# COMPETITIVE BODYBUILDING - POWERLIFTING - ATHLETICS & SPORTS > BOXING / FIGHTING / WRESTLING >  This guy needs to be in the UFC

## torontodude

Check out this Video....

http://www.youtube.com/watch?v=TMx9ThXNxvU

I have no idea what those 2 idiots were thinking. LOL but they got their ass kicked.

----------


## rockinred

He is a boxer... nice handspeed... dang, he might of over reacted though... I guess I can't blame him... it was instinctive.

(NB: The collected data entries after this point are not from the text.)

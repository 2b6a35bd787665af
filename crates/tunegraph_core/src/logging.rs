//! Logging bootstrap for the core crate.
//!
//! # Responsibility
//! - Initialize rolling file logs exactly once per process.
//! - Keep log records metadata-only: entity ids and counters, never
//!   display names or mobile numbers.
//!
//! # Invariants
//! - Initialization is idempotent for an identical configuration.
//! - Re-initialization with a conflicting level or directory is rejected.
//! - Initialization never panics.

use flexi_logger::{Cleanup, Criterion, FileSpec, Logger, LoggerHandle, Naming, WriteMode};
use log::info;
use once_cell::sync::OnceCell;
use std::path::{Path, PathBuf};

const LOG_FILE_BASENAME: &str = "tunegraph";
const MAX_LOG_FILE_SIZE_BYTES: u64 = 8 * 1024 * 1024;
const MAX_LOG_FILES: usize = 4;

static LOGGING_STATE: OnceCell<LoggingState> = OnceCell::new();

struct LoggingState {
    level: &'static str,
    log_dir: PathBuf,
    _handle: LoggerHandle,
}

/// Initializes rolling file logging for the process.
///
/// Repeat calls with the same `level` and `log_dir` are idempotent; calls
/// that would change an active configuration return an error string
/// instead of reconfiguring.
///
/// # Errors
/// - Unsupported `level`.
/// - Empty or relative `log_dir`, or a directory that cannot be created.
/// - Logger backend startup failure.
pub fn init_logging(level: &str, log_dir: &str) -> Result<(), String> {
    let level = normalize_level(level)?;
    let log_dir = normalize_log_dir(log_dir)?;

    let state = LOGGING_STATE.get_or_try_init(|| start_logger(level, log_dir.clone()))?;
    if state.level != level || state.log_dir != log_dir {
        return Err(format!(
            "logging already initialized as `{}` at `{}`; refusing to reconfigure",
            state.level,
            state.log_dir.display()
        ));
    }

    Ok(())
}

/// Returns `(level, log_dir)` when logging is active, `None` otherwise.
pub fn logging_status() -> Option<(&'static str, PathBuf)> {
    LOGGING_STATE
        .get()
        .map(|state| (state.level, state.log_dir.clone()))
}

/// Returns the default log level for the current build mode.
///
/// - `debug` builds -> `debug`
/// - `release` builds -> `info`
pub fn default_log_level() -> &'static str {
    if cfg!(debug_assertions) {
        "debug"
    } else {
        "info"
    }
}

fn start_logger(level: &'static str, log_dir: PathBuf) -> Result<LoggingState, String> {
    std::fs::create_dir_all(&log_dir).map_err(|err| {
        format!(
            "failed to create log directory `{}`: {err}",
            log_dir.display()
        )
    })?;

    let handle = Logger::try_with_str(level)
        .map_err(|err| format!("invalid log level `{level}`: {err}"))?
        .log_to_file(
            FileSpec::default()
                .directory(log_dir.as_path())
                .basename(LOG_FILE_BASENAME),
        )
        .rotate(
            Criterion::Size(MAX_LOG_FILE_SIZE_BYTES),
            Naming::Numbers,
            Cleanup::KeepLogFiles(MAX_LOG_FILES),
        )
        .write_mode(WriteMode::BufferAndFlush)
        .append()
        .format_for_files(flexi_logger::detailed_format)
        .start()
        .map_err(|err| format!("failed to start logger: {err}"))?;

    info!(
        "event=core_init module=core status=ok level={} log_dir={} version={}",
        level,
        log_dir.display(),
        env!("CARGO_PKG_VERSION")
    );

    Ok(LoggingState {
        level,
        log_dir,
        _handle: handle,
    })
}

fn normalize_level(level: &str) -> Result<&'static str, String> {
    match level.trim().to_ascii_lowercase().as_str() {
        "trace" => Ok("trace"),
        "debug" => Ok("debug"),
        "info" => Ok("info"),
        "warn" | "warning" => Ok("warn"),
        "error" => Ok("error"),
        other => Err(format!(
            "unsupported log level `{other}`; expected trace|debug|info|warn|error"
        )),
    }
}

fn normalize_log_dir(log_dir: &str) -> Result<PathBuf, String> {
    let trimmed = log_dir.trim();
    if trimmed.is_empty() {
        return Err("log_dir cannot be empty".to_string());
    }
    let path = Path::new(trimmed);
    if !path.is_absolute() {
        return Err(format!("log_dir must be an absolute path, got `{trimmed}`"));
    }
    Ok(path.to_path_buf())
}
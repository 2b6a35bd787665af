//! Community use-case service: users, playlists, likes.
//!
//! # Responsibility
//! - Provide stable entry points for listener accounts, playlist
//!   lifecycle and like bookkeeping.
//! - Delegate relationship-index maintenance to repository
//!   implementations.
//!
//! # Invariants
//! - Duplicate like and duplicate join calls are successful no-ops.
//! - Log records never include mobile numbers or display names.

use crate::model::catalog::{Song, SongId};
use crate::model::community::{Playlist, PlaylistId, User, UserId};
use crate::repo::catalog_repo::{CatalogRepository, RepoResult};
use log::info;

/// Use-case service for the social half of the repository.
pub struct CommunityService<R: CatalogRepository> {
    repo: R,
}

impl<R: CatalogRepository> CommunityService<R> {
    /// Creates a service using the provided repository implementation.
    pub fn new(repo: R) -> Self {
        Self { repo }
    }

    /// Registers a listener account.
    ///
    /// Mobile uniqueness is not enforced at this layer; the first user
    /// registered under a mobile keeps winning lookups.
    pub fn create_user(&self, name: &str, mobile: &str) -> RepoResult<User> {
        let user = self.repo.create_user(name, mobile)?;
        info!(
            "event=user_created module=community status=ok user_id={}",
            user.uuid
        );
        Ok(user)
    }

    /// Creates a playlist from every catalog song of exactly the given
    /// duration, snapshotted at call time.
    ///
    /// # Errors
    /// - `RepoError::NotFound(EntityKind::User)` when the mobile resolves
    ///   no user.
    pub fn create_playlist_by_duration(
        &self,
        mobile: &str,
        title: &str,
        duration_secs: u32,
    ) -> RepoResult<Playlist> {
        let playlist = self
            .repo
            .create_playlist_by_duration(mobile, title, duration_secs)?;
        info!(
            "event=playlist_created module=community status=ok mode=duration playlist_id={}",
            playlist.uuid
        );
        Ok(playlist)
    }

    /// Creates a playlist from every catalog song matching the requested
    /// titles, in requested-title order then catalog order.
    ///
    /// # Errors
    /// - `RepoError::NotFound(EntityKind::User)` when the mobile resolves
    ///   no user.
    pub fn create_playlist_by_titles(
        &self,
        mobile: &str,
        title: &str,
        song_titles: &[String],
    ) -> RepoResult<Playlist> {
        let playlist = self
            .repo
            .create_playlist_by_titles(mobile, title, song_titles)?;
        info!(
            "event=playlist_created module=community status=ok mode=titles playlist_id={}",
            playlist.uuid
        );
        Ok(playlist)
    }

    /// Adds the user as a listener of the named playlist and returns it.
    ///
    /// The creator and existing listeners join as a no-op: the playlist
    /// is returned unchanged and nobody is duplicated.
    ///
    /// # Errors
    /// - `RepoError::NotFound(EntityKind::User)` for an unknown mobile.
    /// - `RepoError::NotFound(EntityKind::Playlist)` for an unknown
    ///   title.
    pub fn join_playlist(&self, mobile: &str, playlist_title: &str) -> RepoResult<Playlist> {
        let playlist = self.repo.join_playlist(mobile, playlist_title)?;
        info!(
            "event=playlist_joined module=community status=ok playlist_id={}",
            playlist.uuid
        );
        Ok(playlist)
    }

    /// Records a like for the named song; the owning artist is auto-liked.
    ///
    /// A (user, song) pair is counted once: repeat calls return the song
    /// unchanged.
    ///
    /// # Errors
    /// - `RepoError::NotFound(EntityKind::User)` for an unknown mobile.
    /// - `RepoError::NotFound(EntityKind::Song)` for an unknown title.
    pub fn like_song(&self, mobile: &str, song_title: &str) -> RepoResult<Song> {
        let song = self.repo.like_song(mobile, song_title)?;
        info!(
            "event=song_liked module=community status=ok song_id={} likes={}",
            song.uuid, song.likes
        );
        Ok(song)
    }

    /// First user registered under the mobile number.
    pub fn find_user_by_mobile(&self, mobile: &str) -> RepoResult<Option<User>> {
        self.repo.find_user_by_mobile(mobile)
    }

    /// First playlist registered under the title.
    pub fn find_playlist_by_title(&self, title: &str) -> RepoResult<Option<Playlist>> {
        self.repo.find_playlist_by_title(title)
    }

    /// All users in registration order.
    pub fn list_users(&self) -> RepoResult<Vec<User>> {
        self.repo.list_users()
    }

    /// All playlists in registration order.
    pub fn list_playlists(&self) -> RepoResult<Vec<Playlist>> {
        self.repo.list_playlists()
    }

    /// Member songs snapshotted at playlist creation time.
    pub fn playlist_songs(&self, playlist: PlaylistId) -> RepoResult<Vec<Song>> {
        self.repo.playlist_songs(playlist)
    }

    /// Listeners of the playlist; the creator is always first.
    pub fn playlist_listeners(&self, playlist: PlaylistId) -> RepoResult<Vec<User>> {
        self.repo.playlist_listeners(playlist)
    }

    /// Playlists the user follows, including those the user created.
    pub fn user_playlists(&self, user: UserId) -> RepoResult<Vec<Playlist>> {
        self.repo.user_playlists(user)
    }

    /// Playlists the user created, in creation order.
    pub fn created_playlists(&self, user: UserId) -> RepoResult<Vec<Playlist>> {
        self.repo.created_playlists(user)
    }

    /// Users that liked the song, in like order.
    pub fn song_likers(&self, song: SongId) -> RepoResult<Vec<User>> {
        self.repo.song_likers(song)
    }
}
//! Core use-case services.
//!
//! # Responsibility
//! - Orchestrate repository calls into use-case level APIs.
//! - Keep external request layers decoupled from storage details.
//!
//! # Invariants
//! - Services never bypass repository index-maintenance contracts.
//! - Log records carry entity ids and counters only, never display names
//!   or mobile numbers.

pub mod catalog_service;
pub mod community_service;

I have seen this one before.

----------


## Panzerfaust

LMAO @ this guy needs to be in the UFC. Anyone can look good throwing punches at an opponent who doesn't even fight back. 

He definately has had some formal training as there were some proper techniques being used but there is not enough evidence of his fighting ability.

----------


## bruteman

i gotta give that dude his props. he handled his business.

----------


## MoneyMike315

those guys were def drunk. But yeah the boxer has had some training for sure. The guy got what he deserved as he hit the girl on purpose! Seen that vid b4. Always good 2 see it again.

----------


## BG

Did you guys se the Bas highlight film that was there when you click the link, man he misses a low kick on frank Shamrock but connects with a spinning backfist afterward. You can tell that hurt bad by Franks reaction.

----------